Figure 2 Differences in baseline viral load of different outcomes during the follow-up. (A) 21 HPV types; (B) Alpha 9 group; (C) High-risk HPV; (D) Medium/Low-risk HPV; (E) HPV16; (F) HPV52.

Table 1 Correlation between viral load and cervical lesions in follow-up.
The study employed a one-to-one self-pairing method to compare changes in viral load between baseline and follow-up. Among women diagnosed with CIN during follow-up, a significant increase in viral load was observed from baseline to follow-up. The specific HPV types showing this increase were 21 HPV types (p=0.001), α-9 HPV (p=0.043), HR-HPV (p=
0.011), and M/LR-HPV (p=0.032). For patients who remained lesion-free during follow-up, the viral load decreased from baseline to follow-up. A statistically significant reduction in viral load was observed for high-risk HPV and α-9 HPV (p=0.047, p=0.028). However, the reduction in viral load for 21 HPV types did not reach statistical significance (p=0.13) (Table 2). This indicates that the progression from lesion-free status to cervical lesions is accompanied by an increase in HPV viral load, consistent with previous research findings. Conversely, when HPV infection persists without cervical lesions, the viral load decreases, which may be influenced by the body's immune response.

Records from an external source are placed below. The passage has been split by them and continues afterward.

//! Hybrid predictor: one ranked candidate list from two sources.

use glossa_core::config::PredictorConfig;
use glossa_core::traits::{ICharPredictor, ISegmentProvider};
use glossa_core::{PredictionMode, RankedCandidates, Source};
use smallvec::SmallVec;
use tracing::trace;

use crate::scoring::{CandidatePool, SourceCandidate};
use crate::weights::SourceWeights;

/// Stateless combiner. All inputs are borrowed; nothing is mutated.
#[derive(Debug, Clone)]
pub struct HybridPredictor {
    config: PredictorConfig,
}

impl HybridPredictor {
    pub fn new(config: PredictorConfig) -> Self {
        Self { config }
    }

    pub fn config(&self) -> &PredictorConfig {
        &self.config
    }

    /// The mode a query will start from. `Adaptive` narrows to one source
    /// when its weight reaches `adaptive_dominance`, otherwise `Hybrid`.
    pub fn resolve_mode(&self, weights: &SourceWeights) -> PredictionMode {
        match self.config.mode {
            PredictionMode::Adaptive => weights
                .dominant(self.config.adaptive_dominance)
                .map_or(PredictionMode::Hybrid, PredictionMode::only),
            mode => mode,
        }
    }

    /// Rank candidates at the provider's current position.
    ///
    /// Each source's candidates are scored `weight[source] * probability`,
    /// with weights renormalised over the sources that produced anything.
    /// A single-source mode that yields nothing falls back to the other
    /// source.
    pub fn predict(
        &self,
        chars: &dyn ICharPredictor,
        segments: &dyn ISegmentProvider,
        weights: &SourceWeights,
    ) -> RankedCandidates {
        let mut cold_start = false;
        let mut gather = |source: Source| match source {
            Source::Character => {
                let dist = chars.predict_next();
                cold_start |= dist.cold_start;
                character_candidates(&dist)
            }
            Source::Segment => segment_candidates(segments),
        };

        let mut mode = self.resolve_mode(weights);
        let mut batches: SmallVec<[(Source, Vec<SourceCandidate>); 2]> = Source::ALL
            .iter()
            .filter(|s| mode.uses(**s))
            .map(|s| (*s, gather(*s)))
            .collect();

        if batches.len() == 1 && batches[0].1.is_empty() {
            let fallback = batches[0].0.other();
            mode = PredictionMode::only(fallback);
            batches[0] = (fallback, gather(fallback));
        }

        let active: SmallVec<[Source; 2]> = batches
            .iter()
            .filter(|(_, list)| !list.is_empty())
            .map(|(s, _)| *s)
            .collect();
        let effective = weights.over(&active);

        let mut pool = CandidatePool::default();
        for (source, list) in batches {
            let weight = effective[source.index()];
            for candidate in list {
                pool.add(source, candidate, weight);
            }
        }
        trace!(
            ?mode,
            pooled = pool.len(),
            position = segments.position(),
            "hybrid candidates pooled"
        );

        RankedCandidates {
            candidates: pool.into_ranked(self.config.top_k),
            mode,
            cold_start,
        }
    }
}

fn character_candidates(dist: &glossa_core::CharDistribution) -> Vec<SourceCandidate> {
    dist.entries()
        .iter()
        .map(|(ch, p)| SourceCandidate {
            text: ch.to_string(),
            probability: *p,
            segment: None,
        })
        .collect()
}

/// Continuations implied by partial matches, each with probability
/// proportional to `confidence × occurrences` (uniform if all are zero).
fn segment_candidates(segments: &dyn ISegmentProvider) -> Vec<SourceCandidate> {
    let matches = segments.segments_at(segments.position());
    let proposals: Vec<(String, f64, glossa_core::SegmentId)> = matches
        .iter()
        .filter_map(|m| {
            m.continuation()
                .map(|rest| (rest.to_string(), m.confidence * m.occurrences as f64, m.id))
        })
        .collect();
    if proposals.is_empty() {
        return Vec::new();
    }

    let total: f64 = proposals.iter().map(|(_, raw, _)| raw).sum();
    let n = proposals.len() as f64;
    proposals
        .into_iter()
        .map(|(text, raw, id)| SourceCandidate {
            text,
            probability: if total > 0.0 { raw / total } else { 1.0 / n },
            segment: Some(id),
        })
        .collect()
}
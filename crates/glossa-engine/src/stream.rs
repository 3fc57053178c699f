use glossa_chars::CharHistory;
use glossa_core::GlossaConfig;
use glossa_segments::SegmentBuffer;
use serde::{Deserialize, Serialize};

/// Private per-stream state. Discarded when the stream is closed.
#[derive(Debug, Clone, PartialEq, Eq, Serialize, Deserialize)]
pub struct StreamState {
    pub history: CharHistory,
    pub buffer: SegmentBuffer,
    /// Set under the stream lock once the stream is torn down.
    #[serde(skip)]
    pub(crate) closed: bool,
}

impl StreamState {
    pub fn new(config: &GlossaConfig) -> Self {
        Self {
            history: CharHistory::new(config.chars.max_context_len),
            buffer: SegmentBuffer::new(config.segments.buffer_len),
            closed: false,
        }
    }

    pub fn is_closed(&self) -> bool {
        self.closed
    }

    pub fn position(&self) -> u64 {
        self.history.position()
    }

    /// Whether this state was built with the same window sizes as `config`.
    pub fn fits(&self, config: &GlossaConfig) -> bool {
        self.history.capacity() == config.chars.max_context_len
            && self.buffer.capacity() == config.segments.buffer_len
            && self.history.position() == self.buffer.position()
    }
}
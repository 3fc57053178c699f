use serde::{Deserialize, Serialize};

use super::defaults;

/// Performance tracker configuration.
#[derive(Debug, Clone, PartialEq, Serialize, Deserialize)]
#[serde(default)]
pub struct TrackerConfig {
    /// EMA rate (α) for source weights and decaying accuracy.
    pub learning_rate: f64,
    /// No source weight is allowed below this share after renormalisation.
    pub weight_floor: f64,
    /// Outstanding predictions kept for feedback; older ones expire.
    pub max_pending: usize,
    /// Seconds an issued prediction waits for feedback before expiring.
    pub pending_ttl_secs: u64,
    /// Evaluations each source needs before a mode is recommended.
    pub min_samples: u64,
    /// Segments with per-segment outcome metrics; least recently judged drop first.
    pub segment_metrics_cap: usize,
    /// Judgements a segment needs before it is ranked or recommended.
    pub segment_min_samples: u64,
    /// Decaying accuracy at which a segment is recommended.
    pub segment_accuracy_threshold: f64,
}

impl Default for TrackerConfig {
    fn default() -> Self {
        Self {
            learning_rate: defaults::DEFAULT_LEARNING_RATE,
            weight_floor: defaults::DEFAULT_WEIGHT_FLOOR,
            max_pending: defaults::DEFAULT_MAX_PENDING,
            pending_ttl_secs: defaults::DEFAULT_PENDING_TTL_SECS,
            min_samples: defaults::DEFAULT_MIN_SAMPLES,
            segment_metrics_cap: defaults::DEFAULT_SEGMENT_METRICS_CAP,
            segment_min_samples: defaults::DEFAULT_SEGMENT_MIN_SAMPLES,
            segment_accuracy_threshold: defaults::DEFAULT_SEGMENT_ACCURACY_THRESHOLD,
        }
    }
}
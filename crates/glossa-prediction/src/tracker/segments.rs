//! Per-segment outcome bookkeeping: how often candidates built from a
//! segment were judged correct.

use glossa_core::SegmentId;
use rustc_hash::FxHashMap;
use serde::{Deserialize, Serialize};

use super::metrics::SourceMetrics;

const ACCURACY_WEIGHT: f64 = 0.6;
const CONFIDENCE_WEIGHT: f64 = 0.25;
const USAGE_WEIGHT: f64 = 0.15;

/// Outcomes of every judged candidate that `segment` contributed to.
#[derive(Debug, Clone, PartialEq, Default, Serialize, Deserialize)]
pub struct SegmentMetrics {
    pub outcomes: SourceMetrics,
    /// Judgement sequence number of the latest update.
    pub last_judged: u64,
}

impl SegmentMetrics {
    pub fn hits(&self) -> u64 {
        self.outcomes.correct
    }

    pub fn misses(&self) -> u64 {
        self.outcomes.total - self.outcomes.correct
    }

    /// Weighted blend of decaying accuracy, average confidence, and a
    /// logarithmic usage term, in `[0, 1]`.
    pub fn score(&self) -> f64 {
        let usage = ((self.outcomes.total as f64).ln().max(0.0) / 10.0).min(1.0);
        ACCURACY_WEIGHT * self.outcomes.decaying_accuracy
            + CONFIDENCE_WEIGHT * self.outcomes.average_confidence()
            + USAGE_WEIGHT * usage
    }
}

/// How much evidence backs a segment's metrics.
#[derive(Debug, Clone, Copy, PartialEq, Eq, PartialOrd, Ord, Serialize, Deserialize)]
#[serde(rename_all = "snake_case")]
pub enum Evidence {
    /// Fewer than `min_samples` judgements.
    Low,
    Medium,
    /// At least twice `min_samples` judgements.
    High,
}

impl Evidence {
    fn from_samples(total: u64, min_samples: u64) -> Self {
        if total >= min_samples.saturating_mul(2) {
            Self::High
        } else if total >= min_samples {
            Self::Medium
        } else {
            Self::Low
        }
    }
}

/// Judgement of one segment's usefulness.
#[derive(Debug, Clone, PartialEq, Serialize, Deserialize)]
pub struct SegmentAnalysis {
    pub segment: SegmentId,
    pub score: f64,
    pub metrics: SegmentMetrics,
    pub recommended: bool,
    pub evidence: Evidence,
}

#[derive(Debug, Clone, PartialEq, Serialize, Deserialize)]
struct SegmentPerformanceRepr {
    cap: usize,
    judged: u64,
    entries: Vec<(SegmentId, SegmentMetrics)>,
}

/// Bounded table of [`SegmentMetrics`]. Over the cap, the segment judged
/// least recently is forgotten.
#[derive(Debug, Clone, PartialEq, Serialize, Deserialize)]
#[serde(into = "SegmentPerformanceRepr", from = "SegmentPerformanceRepr")]
pub struct SegmentPerformance {
    cap: usize,
    judged: u64,
    entries: FxHashMap<SegmentId, SegmentMetrics>,
}

impl SegmentPerformance {
    pub fn new(cap: usize) -> Self {
        Self {
            cap,
            judged: 0,
            entries: FxHashMap::default(),
        }
    }

    pub fn set_cap(&mut self, cap: usize) {
        self.cap = cap;
        self.enforce_cap();
    }

    pub fn record(&mut self, segment: SegmentId, correct: bool, confidence: f64, rate: f64) {
        self.judged += 1;
        let entry = self.entries.entry(segment).or_default();
        entry.outcomes.record(correct, confidence, rate);
        entry.last_judged = self.judged;
        self.enforce_cap();
    }

    /// Drop an evicted segment's metrics.
    pub fn forget(&mut self, segment: SegmentId) -> bool {
        self.entries.remove(&segment).is_some()
    }

    pub fn get(&self, segment: SegmentId) -> Option<&SegmentMetrics> {
        self.entries.get(&segment)
    }

    /// At least `min_samples` judgements and decaying accuracy at or above
    /// `threshold`.
    pub fn should_use(&self, segment: SegmentId, min_samples: u64, threshold: f64) -> bool {
        self.get(segment)
            .is_some_and(|m| qualifies(m, min_samples, threshold))
    }

    /// Up to `max` qualifying segments, best score first; ties by id.
    pub fn best(&self, max: usize, min_samples: u64, threshold: f64) -> Vec<SegmentAnalysis> {
        let mut best: Vec<SegmentAnalysis> = self
            .entries
            .iter()
            .filter(|(_, m)| qualifies(m, min_samples, threshold))
            .map(|(id, m)| analyse(*id, m, min_samples, threshold))
            .collect();
        best.sort_by(|a, b| {
            b.score
                .total_cmp(&a.score)
                .then(a.segment.cmp(&b.segment))
        });
        best.truncate(max);
        best
    }

    pub fn analysis(
        &self,
        segment: SegmentId,
        min_samples: u64,
        threshold: f64,
    ) -> Option<SegmentAnalysis> {
        self.get(segment)
            .map(|m| analyse(segment, m, min_samples, threshold))
    }

    pub fn len(&self) -> usize {
        self.entries.len()
    }

    pub fn is_empty(&self) -> bool {
        self.entries.is_empty()
    }

    fn enforce_cap(&mut self) {
        while self.entries.len() > self.cap {
            let oldest = self
                .entries
                .iter()
                .min_by_key(|(id, m)| (m.last_judged, **id))
                .map(|(id, _)| *id);
            match oldest {
                Some(id) => {
                    self.entries.remove(&id);
                }
                None => break,
            }
        }
    }
}

impl Default for SegmentPerformance {
    fn default() -> Self {
        Self::new(glossa_core::config::TrackerConfig::default().segment_metrics_cap)
    }
}

fn qualifies(metrics: &SegmentMetrics, min_samples: u64, threshold: f64) -> bool {
    metrics.outcomes.total >= min_samples && metrics.outcomes.decaying_accuracy >= threshold
}

fn analyse(
    segment: SegmentId,
    metrics: &SegmentMetrics,
    min_samples: u64,
    threshold: f64,
) -> SegmentAnalysis {
    SegmentAnalysis {
        segment,
        score: metrics.score(),
        metrics: metrics.clone(),
        recommended: qualifies(metrics, min_samples, threshold),
        evidence: Evidence::from_samples(metrics.outcomes.total, min_samples),
    }
}

impl From<SegmentPerformance> for SegmentPerformanceRepr {
    fn from(table: SegmentPerformance) -> Self {
        let mut entries: Vec<(SegmentId, SegmentMetrics)> = table.entries.into_iter().collect();
        entries.sort_by_key(|(id, _)| *id);
        Self {
            cap: table.cap,
            judged: table.judged,
            entries,
        }
    }
}

impl From<SegmentPerformanceRepr> for SegmentPerformance {
    fn from(repr: SegmentPerformanceRepr) -> Self {
        Self {
            cap: repr.cap,
            judged: repr.judged,
            entries: repr.entries.into_iter().collect(),
        }
    }
}

#[cfg(test)]
mod tests {
    use super::*;

    fn id(slot: u32) -> SegmentId {
        SegmentId::new(slot, 0)
    }

    #[test]
    fn hits_and_misses_are_counted_per_segment() {
        let mut table = SegmentPerformance::new(8);
        table.record(id(1), true, 0.6, 0.1);
        table.record(id(1), false, 0.4, 0.1);
        table.record(id(2), true, 0.9, 0.1);
        let m = table.get(id(1)).unwrap();
        assert_eq!((m.hits(), m.misses()), (1, 1));
        assert!((m.outcomes.average_confidence() - 0.5).abs() < 1e-12);
        assert_eq!(table.get(id(2)).unwrap().hits(), 1);
    }

    #[test]
    fn least_recently_judged_is_dropped_over_cap() {
        let mut table = SegmentPerformance::new(2);
        table.record(id(1), true, 0.5, 0.1);
        table.record(id(2), true, 0.5, 0.1);
        table.record(id(1), true, 0.5, 0.1);
        table.record(id(3), true, 0.5, 0.1);
        assert!(table.get(id(2)).is_none());
        assert_eq!(table.len(), 2);
    }

    #[test]
    fn best_filters_by_samples_and_threshold() {
        let mut table = SegmentPerformance::new(8);
        for _ in 0..4 {
            table.record(id(1), true, 0.9, 0.1);
            table.record(id(2), true, 0.3, 0.1);
            table.record(id(3), false, 0.9, 0.1);
        }
        table.record(id(4), true, 0.9, 0.1);

        let best = table.best(10, 3, 0.6);
        let ids: Vec<SegmentId> = best.iter().map(|a| a.segment).collect();
        assert_eq!(ids, vec![id(1), id(2)]);
        assert!(table.should_use(id(1), 3, 0.6));
        assert!(!table.should_use(id(3), 3, 0.6));
        assert!(!table.should_use(id(4), 3, 0.6));
        assert_eq!(table.best(1, 3, 0.6).len(), 1);
    }

    #[test]
    fn evidence_grows_with_samples() {
        let mut table = SegmentPerformance::new(8);
        let level = |t: &SegmentPerformance| t.analysis(id(1), 2, 0.5).map(|a| a.evidence);
        assert_eq!(level(&table), None);
        table.record(id(1), true, 0.5, 0.1);
        assert_eq!(level(&table), Some(Evidence::Low));
        table.record(id(1), true, 0.5, 0.1);
        assert_eq!(level(&table), Some(Evidence::Medium));
        table.record(id(1), true, 0.5, 0.1);
        table.record(id(1), true, 0.5, 0.1);
        assert_eq!(level(&table), Some(Evidence::High));
        assert!(table.forget(id(1)));
        assert_eq!(level(&table), None);
    }
}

Table 2 Changes in viral load from baseline to follow-up.
Baseline and follow-up HPV viral loads were used to predict and diagnose the progression of cervical lesions (Figure 3). According to the ROC curve analysis, the optimal cut-off values for the viral loads of 21 HPV types at baseline and follow-up were 5.01 (Se=55.38%, Sp=73.32%) and 4.90 (Se=68.80%, Sp=69.08%), respectively. For high-risk HPV viral loads, the optimal cut-off values at baseline and follow-up were 4.56 (Se=71.25%, Sp=62.78%) and 5.04 (Se=62.78%, Sp
=
75.98%), respectively. The optimal cut-off values for α-9 HPV's viral loads were 4.16 (Se=80.40%, Sp=58.90%) and 4.87 (Se=66.67%, Sp=75.13%) at baseline and follow-up, respectively. The appropriate cut-off values for M/LR-HPV viral loads were 4.46 (Se=72.41%, Sp=75.71%) and 5.33 (Se=73.08%, Sp=83.93%) at baseline and follow-up, respectively. Similarly, the optimal cut-off values for HPV 16 viral loads were 4.81 (Se=67.74%, Sp=69.31%) and 3.91 (Se=78.38%, Sp=56.25%), while for HPV 52 viral loads, they were 4.18 (Se=82.35%, Sp=63.39%) and 4.87 (Se=72.97%, Sp=80.00%) (Table 3).

Figure 3 The performance and cut-off values of viral loads in predicting CIN. (A) 21 HPV types; (B) Alpha 9 group; (C) High-risk HPV; (D) Medium/Low-risk HPV; (E) HPV16; (F) HPV52.

Table 3 Screening efficiency of different types of viral load.
Reference:Zhou Y, Liu J, Chen S, et al. Human Papillomavirus Genotyping and Viral Load as a Predictor of Cervical Lesions: A Prospective Study[J]. Journal of Medical Virology, 2025, 97(6): e70386.